◆ RECORDS FOR PROCESSING ◆

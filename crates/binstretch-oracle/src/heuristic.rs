// Copyright (c) 2025 Felix Kahle.
//
// Permission is hereby granted, free of charge, to any person obtaining
// a copy of this software and associated documentation files (the
// "Software"), to deal in the Software without restriction, including
// without limitation the rights to use, copy, modify, merge, publish,
// distribute, sublicense, and/or sell copies of the Software, and to
// permit persons to whom the Software is furnished to do so, subject to
// the following conditions:
//
// The above copyright notice and this permission notice shall be
// included in all copies or substantial portions of the Software.
//
// THE SOFTWARE IS PROVIDED "AS IS", WITHOUT WARRANTY OF ANY KIND,
// EXPRESS OR IMPLIED, INCLUDING BUT NOT LIMITED TO THE WARRANTIES OF
// MERCHANTABILITY, FITNESS FOR A PARTICULAR PURPOSE AND
// NONINFRINGEMENT. IN NO EVENT SHALL THE AUTHORS OR COPYRIGHT HOLDERS BE
// LIABLE FOR ANY CLAIM, DAMAGES OR OTHER LIABILITY, WHETHER IN AN ACTION
// OF CONTRACT, TORT OR OTHERWISE, ARISING FROM, OUT OF OR IN CONNECTION
// WITH THE SOFTWARE OR THE USE OR OTHER DEALINGS IN THE SOFTWARE.

//! Heuristic feasibility tests.
//!
//! All tests here expect the sizes sorted in decreasing order. They are
//! sound: a conclusive answer is always correct, an inconclusive one falls
//! through to the exact tier.

use crate::trivial::{TestOutcome, next_fit_bins};
use binstretch_core::num::numeric::StretchNumeric;
use binstretch_model::{configuration::BinConfiguration, item::Item};

/// Counts the items larger than half the capacity and the items of exactly
/// half the capacity.
#[inline]
pub fn count_big_and_half<T>(sizes: &[T], capacity: T) -> (usize, usize)
where
    T: StretchNumeric,
{
    sizes.iter().fold((0, 0), |(big, half), &s| {
        let doubled = s.saturating_mul_val(T::TWO);
        if doubled > capacity {
            (big + 1, half)
        } else if doubled == capacity {
            (big, half + 1)
        } else {
            (big, half)
        }
    })
}

/// Packs every size into the bin with the least remaining capacity that
/// still fits it, re-ordering the bins before each item.
///
/// Returns `false` as soon as an item fits nowhere. The bins keep whatever
/// was placed so far; callers clean them before reuse.
pub fn first_fit<T>(sizes: &[T], bins: &mut BinConfiguration<T>) -> bool
where
    T: StretchNumeric,
{
    for &size in sizes {
        let item = Item::new(size);
        let target = bins
            .order_by_remaining()
            .into_iter()
            .find(|&b| bins.bin(b).fits(item));
        match target {
            Some(b) => {
                bins.bin_mut(b).force_add(item);
            }
            None => return false,
        }
    }
    true
}

/// Runs the heuristic tier on sizes sorted in decreasing order.
///
/// * The `k`-th and `k+1`-th largest items cannot share a bin: infeasible.
/// * A next-fit pass in decreasing order fits: feasible.
/// * Items above half the capacity need a bin each, exact halves pair up:
///   if `2 * big + half > 2 * k` the instance is infeasible.
/// * A first-fit packing succeeds: feasible.
pub fn heuristic_test<T>(sorted_desc: &[T], num_bins: usize, capacity: T) -> TestOutcome
where
    T: StretchNumeric,
{
    debug_assert!(
        sorted_desc.windows(2).all(|w| w[0] >= w[1]),
        "called `heuristic_test` with unsorted sizes"
    );

    if sorted_desc.len() <= num_bins {
        return Some(true);
    }
    if num_bins == 0 {
        return Some(false);
    }
    if sorted_desc[num_bins - 1].saturating_add_val(sorted_desc[num_bins]) > capacity {
        return Some(false);
    }
    if next_fit_bins(sorted_desc, capacity) <= num_bins {
        return Some(true);
    }
    let (big, half) = count_big_and_half(sorted_desc, capacity);
    if 2 * big + half > 2 * num_bins {
        return Some(false);
    }

    let mut bins = BinConfiguration::new(num_bins, capacity);
    if first_fit(sorted_desc, &mut bins) {
        return Some(true);
    }
    None
}

#[cfg(test)]
mod tests {
    use super::*;

    #[test]
    fn test_count_big_and_half() {
        assert_eq!(count_big_and_half(&[7i64, 6, 5, 5, 4], 10), (2, 2));
        assert_eq!(count_big_and_half(&[3i64, 3], 7), (0, 0));
    }

    #[test]
    fn test_pair_test_detects_infeasibility() {
        // The second and third largest cannot share a bin.
        assert_eq!(heuristic_test(&[6i64, 6, 6, 1], 2, 10), Some(false));
    }

    #[test]
    fn test_decreasing_next_fit_proves_feasibility() {
        assert_eq!(heuristic_test(&[5i64, 5, 3, 2], 2, 10), Some(true));
    }

    #[test]
    fn test_big_item_pigeonhole() {
        // Three halves and one big item need at least three bins.
        assert_eq!(heuristic_test(&[6i64, 5, 5, 5], 2, 10), Some(false));
    }

    #[test]
    fn test_first_fit_finds_packing_next_fit_misses() {
        // Next-fit closes the bin holding 4 too early.
        let sizes = [4i64, 3, 2, 1];
        assert!(next_fit_bins(&sizes, 5) > 2);
        assert_eq!(heuristic_test(&sizes, 2, 5), Some(true));
    }

    #[test]
    fn test_first_fit_prefers_tightest_bin() {
        let mut bins = BinConfiguration::new(2, 10i64);
        assert!(first_fit(&[6, 3, 4], &mut bins));
        // 3 joins the tighter bin, 4 no longer fits there.
        assert_eq!(bins.used_snapshot(), vec![9, 4]);
    }

    #[test]
    fn test_first_fit_reports_failure() {
        let mut bins = BinConfiguration::new(2, 10i64);
        assert!(!first_fit(&[6, 6, 6], &mut bins));
    }

    #[test]
    fn test_hard_instance_is_inconclusive() {
        // Two bins of 10 with {4,4,3,3,3,3}: next-fit and first-fit both fail,
        // {4,3,3} {4,3,3} packs.
        assert_eq!(heuristic_test(&[4i64, 4, 3, 3, 3, 3], 2, 10), None);
    }
}
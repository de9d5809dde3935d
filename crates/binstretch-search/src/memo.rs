// Copyright (c) 2025 Felix Kahle.
//
// Permission is hereby granted, free of charge, to any person obtaining
// a copy of this software and associated documentation files (the
// "Software"), to deal in the Software without restriction, including
// without limitation the rights to use, copy, modify, merge, publish,
// distribute, sublicense, and/or sell copies of the Software, and to
// permit persons to whom the Software is furnished to do so, subject to
// the following conditions:
//
// The above copyright notice and this permission notice shall be
// included in all copies or substantial portions of the Software.
//
// THE SOFTWARE IS PROVIDED "AS IS", WITHOUT WARRANTY OF ANY KIND,
// EXPRESS OR IMPLIED, INCLUDING BUT NOT LIMITED TO THE WARRANTIES OF
// MERCHANTABILITY, FITNESS FOR A PARTICULAR PURPOSE AND
// NONINFRINGEMENT. IN NO EVENT SHALL THE AUTHORS OR COPYRIGHT HOLDERS BE
// LIABLE FOR ANY CLAIM, DAMAGES OR OTHER LIABILITY, WHETHER IN AN ACTION
// OF CONTRACT, TORT OR OTHERWISE, ARISING FROM, OUT OF OR IN CONNECTION
// WITH THE SOFTWARE OR THE USE OR OTHER DEALINGS IN THE SOFTWARE.

//! # Memoization of search results
//!
//! `branch` answers a windowed question: the value it returns for a
//! configuration is exact only when it lies strictly inside the window
//! `(lower, upper)`. A value at or above `upper` is a proven floor of the
//! true game value, and a value at or below `lower` a proven ceiling.
//!
//! Two policies reuse these answers:
//!
//! * `Overwrite` keeps the last `(lower, upper, value)` triple per key. A
//!   lookup answers unless the stored value was a floor obtained with a
//!   tighter ceiling than requested, or a ceiling obtained with a higher
//!   floor than requested.
//! * `Merge` keeps the interval `[floor, ceiling]` known to contain the true
//!   value and intersects it with every new result. A lookup answers when
//!   the interval is a single point, when the floor reaches the requested
//!   ceiling, or when the ceiling is at or below the requested floor.
//!
//! `Disabled` turns memoization off. Results computed on an empty window
//! carry no information and are never stored. Every answer is raised to at
//! least the requested floor, as `branch` itself never returns less.

use binstretch_core::num::numeric::StretchNumeric;
use binstretch_model::configuration::ConfigurationKey;
use rustc_hash::FxHashMap;

/// How search results are memoized.
#[derive(Clone, Copy, Debug, Default, PartialEq, Eq, Hash)]
pub enum MemoPolicy {
    #[default]
    Overwrite,
    Merge,
    Disabled,
}

impl std::fmt::Display for MemoPolicy {
    fn fmt(&self, f: &mut std::fmt::Formatter<'_>) -> std::fmt::Result {
        match self {
            MemoPolicy::Overwrite => write!(f, "Overwrite"),
            MemoPolicy::Merge => write!(f, "Merge"),
            MemoPolicy::Disabled => write!(f, "Disabled"),
        }
    }
}

#[derive(Clone, Copy, Debug, PartialEq, Eq)]
enum MemoEntry<T> {
    Window { lower: T, upper: T, value: T },
    Interval { floor: Option<T>, ceiling: Option<T> },
}

/// Memo table keyed by canonical bin configurations.
#[derive(Clone, Debug)]
pub struct MemoTable<T> {
    policy: MemoPolicy,
    entries: FxHashMap<ConfigurationKey<T>, MemoEntry<T>>,
}

impl<T> MemoTable<T>
where
    T: StretchNumeric,
{
    #[inline]
    pub fn new(policy: MemoPolicy) -> Self {
        Self {
            policy,
            entries: FxHashMap::default(),
        }
    }

    #[inline]
    pub fn policy(&self) -> MemoPolicy {
        self.policy
    }

    #[inline]
    pub fn len(&self) -> usize {
        self.entries.len()
    }

    #[inline]
    pub fn is_empty(&self) -> bool {
        self.entries.is_empty()
    }

    #[inline]
    pub fn clear(&mut self) {
        self.entries.clear();
    }

    /// Looks up a memoized answer for the window `(lower, upper)`.
    pub fn recall(&self, key: &ConfigurationKey<T>, lower: T, upper: T) -> Option<T> {
        if self.policy == MemoPolicy::Disabled {
            return None;
        }
        match *self.entries.get(key)? {
            MemoEntry::Window {
                lower: stored_lower,
                upper: stored_upper,
                value,
            } => {
                if value >= stored_upper && stored_upper < upper {
                    return None;
                }
                if value <= stored_lower && stored_lower > lower {
                    return None;
                }
                Some(value.max(lower))
            }
            MemoEntry::Interval { floor, ceiling } => match (floor, ceiling) {
                (Some(f), Some(c)) if f == c => Some(f.max(lower)),
                (Some(f), _) if f >= upper => Some(f),
                (_, Some(c)) if c <= lower => Some(lower),
                _ => None,
            },
        }
    }

    /// Records the result of a search on the window `(lower, upper)`.
    /// Returns `true` if the table changed.
    ///
    /// # Panics
    ///
    /// Panics under the `Merge` policy if the result contradicts what is
    /// already known about the configuration.
    pub fn store(&mut self, key: ConfigurationKey<T>, lower: T, upper: T, value: T) -> bool {
        if lower >= upper {
            return false;
        }
        match self.policy {
            MemoPolicy::Disabled => false,
            MemoPolicy::Overwrite => {
                self.entries.insert(key, MemoEntry::Window { lower, upper, value });
                true
            }
            MemoPolicy::Merge => {
                let (new_floor, new_ceiling) = if value >= upper {
                    (Some(value), None)
                } else if value <= lower {
                    (None, Some(value))
                } else {
                    (Some(value), Some(value))
                };

                let entry = self.entries.entry(key).or_insert(MemoEntry::Interval {
                    floor: None,
                    ceiling: None,
                });
                let MemoEntry::Interval { floor, ceiling } = entry else {
                    unreachable!("merge tables only hold intervals");
                };
                *floor = max_bound(*floor, new_floor);
                *ceiling = min_bound(*ceiling, new_ceiling);
                if let (Some(f), Some(c)) = (*floor, *ceiling) {
                    assert!(
                        f <= c,
                        "called `MemoTable::store` with a result contradicting the memoized interval: floor {} above ceiling {}",
                        f,
                        c
                    );
                }
                true
            }
        }
    }
}

#[inline]
fn max_bound<T: Ord>(a: Option<T>, b: Option<T>) -> Option<T> {
    match (a, b) {
        (Some(x), Some(y)) => Some(x.max(y)),
        (x, None) => x,
        (None, y) => y,
    }
}

#[inline]
fn min_bound<T: Ord>(a: Option<T>, b: Option<T>) -> Option<T> {
    match (a, b) {
        (Some(x), Some(y)) => Some(x.min(y)),
        (x, None) => x,
        (None, y) => y,
    }
}

#[cfg(test)]
mod tests {
    use super::*;
    use binstretch_model::{configuration::BinConfiguration, index::BinIndex, item::Item};

    fn key(sizes: &[i64]) -> ConfigurationKey<i64> {
        let mut config = BinConfiguration::new(2, 10i64);
        for &s in sizes {
            config.bin_mut(BinIndex::new(0)).force_add(Item::new(s));
        }
        config.canonical_key()
    }

    #[test]
    fn test_overwrite_exact_value_answers_any_window() {
        let mut memo = MemoTable::new(MemoPolicy::Overwrite);
        assert!(memo.store(key(&[3]), 10, 20, 14));
        assert_eq!(memo.recall(&key(&[3]), 12, 16), Some(14));
        assert_eq!(memo.recall(&key(&[3]), 0, 100), Some(14));
        // Raised to the requested floor.
        assert_eq!(memo.recall(&key(&[3]), 15, 18), Some(15));
    }

    #[test]
    fn test_overwrite_floor_needs_looser_ceiling() {
        let mut memo = MemoTable::new(MemoPolicy::Overwrite);
        memo.store(key(&[3]), 10, 15, 16);
        assert_eq!(memo.recall(&key(&[3]), 10, 14), Some(16));
        assert_eq!(memo.recall(&key(&[3]), 10, 15), Some(16));
        assert_eq!(memo.recall(&key(&[3]), 10, 20), None);
    }

    #[test]
    fn test_overwrite_ceiling_needs_higher_floor() {
        let mut memo = MemoTable::new(MemoPolicy::Overwrite);
        memo.store(key(&[3]), 12, 20, 12);
        assert_eq!(memo.recall(&key(&[3]), 13, 20), Some(13));
        assert_eq!(memo.recall(&key(&[3]), 12, 20), Some(12));
        assert_eq!(memo.recall(&key(&[3]), 11, 20), None);
    }

    #[test]
    fn test_overwrite_replaces_entry() {
        let mut memo = MemoTable::new(MemoPolicy::Overwrite);
        memo.store(key(&[3]), 10, 20, 14);
        memo.store(key(&[3]), 15, 20, 15);
        assert_eq!(memo.len(), 1);
        assert_eq!(memo.recall(&key(&[3]), 10, 20), None);
    }

    #[test]
    fn test_merge_intersects_bounds() {
        let mut memo = MemoTable::new(MemoPolicy::Merge);
        // Floor 16 from a fail-high, ceiling 18 from a fail-low.
        memo.store(key(&[3]), 10, 15, 16);
        memo.store(key(&[3]), 18, 25, 18);
        assert_eq!(memo.recall(&key(&[3]), 10, 16), Some(16));
        assert_eq!(memo.recall(&key(&[3]), 18, 30), Some(18));
        assert_eq!(memo.recall(&key(&[3]), 10, 30), None);

        memo.store(key(&[3]), 10, 30, 17);
        assert_eq!(memo.recall(&key(&[3]), 0, 100), Some(17));
    }

    #[test]
    #[should_panic(expected = "contradicting the memoized interval")]
    fn test_merge_contradiction_panics() {
        let mut memo = MemoTable::new(MemoPolicy::Merge);
        memo.store(key(&[3]), 10, 15, 16);
        memo.store(key(&[3]), 12, 20, 12);
    }

    #[test]
    fn test_empty_window_is_never_stored() {
        for policy in [MemoPolicy::Overwrite, MemoPolicy::Merge] {
            let mut memo = MemoTable::new(policy);
            assert!(!memo.store(key(&[3]), 15, 15, 15));
            assert!(memo.is_empty());
        }
    }

    #[test]
    fn test_disabled_never_answers() {
        let mut memo = MemoTable::new(MemoPolicy::Disabled);
        assert!(!memo.store(key(&[3]), 10, 20, 14));
        assert_eq!(memo.recall(&key(&[3]), 10, 20), None);
    }

    #[test]
    fn test_keys_are_canonical() {
        let mut memo = MemoTable::new(MemoPolicy::Overwrite);
        memo.store(key(&[3, 4]), 10, 20, 14);
        assert_eq!(memo.recall(&key(&[4, 3]), 10, 20), Some(14));
        assert_eq!(memo.recall(&key(&[7]), 10, 20), None);
    }
}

◆ TASK OBJECTIVE ◆
Every line above carrying the word "BinIndex" needs to be shown.

◆ WRITTEN RESPONSE ◆
    use binstretch_model::{configuration::BinConfiguration, index::BinIndex, item::Item};
            config.bin_mut(BinIndex::new(0)).force_add(Item::new(s));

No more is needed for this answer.